The Supreme Court has reserved judgment in the latest attempt by convicted drug importer John Gilligan to have his "manifestly excessive" 20-year jail sentence further reduced.
Gilligan was in court yesterday, under tight security, to hear his lawyer argue that his 20-year sentence should be reduced to 12 years.
Gilligan was initially jailed for 28 years by the Special Criminal Court in 2001, but that sentence was reduced by the Court of Criminal Appeal to 20 years. After a trial which began in late 2000, the Special Criminal Court cleared Gilligan in 2001 of the murder of journalist Veronica Guerin in June 1996 and also acquitted him of firearms charges.

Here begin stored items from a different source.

use sea_orm::entity::prelude::*;

#[derive(Clone, Debug, PartialEq, Eq, DeriveEntityModel)]
#[sea_orm(table_name = "promotion_grant")]
pub struct Model {
    #[sea_orm(primary_key)]
    pub id: i32,
    pub guild_id: String,
    pub user_id: String,
    pub role_id: String,
    pub reason: String,
    pub by_user_id: String,
    pub start_time: DateTimeUtc,
    pub end_time: Option<DateTimeUtc>,
    pub duration: String,
    pub status: String,
    pub user_stats_snapshot: Option<String>,
}

#[derive(Copy, Clone, Debug, EnumIter, DeriveRelation)]
pub enum Relation {}

impl ActiveModelBehavior for ActiveModel {}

Gilligan was convicted of possession of an estimated 20,000kg of cannabis resin over a two-year period. He is due to be released from prison in 2011.
Yesterday James Lewis QC, of the London Bar, representing Gilligan, submitted to the five-judge Supreme Court that they had jurisdiction to further review the sentence despite the fact that the Court of Criminal Appeal had already determined the appeal.
He argued that the Gilligan case was not the worst case of drug dealing as it involved cannabis. The worst case would involve heroin, supplying it to children and setting up supply networks.
Mr Lewis said that the 20 years sentence was "manifestly excessive" and that a sentence of 12 years should have been imposed for the drugs offences.
Opposing the application, Peter Charleton SC, for the DPP, submitted that the Supreme Court did not have the jurisdiction to further review the finding of the Court of Criminal Appeal.
He said that Gilligan was "the controlling mind" of the gang involved in all the activities for which he was convicted and there were no mitigating factors in regard to his sentence. There was no evidence that Gilligan was addicted to drugs or desperate. It was not a single instance of importation but six separate instances over a two-year period, he added.
The Supreme Court in a judgment last year held there was evidence before the Special Criminal Court to justify its conclusions that Gilligan, Charles Bowden, Paul Ward, Brian Meehan, Shay Ward and Peter Mitchell were "a gang" engaged in drug trafficking; that Gilligan was the "prime mover" in the importation of cannabis resin into the country; and that he was the "supreme authority" among the gang members and "the largest beneficiary" of the proceeds of the sale of cannabis resin he was responsible for importing.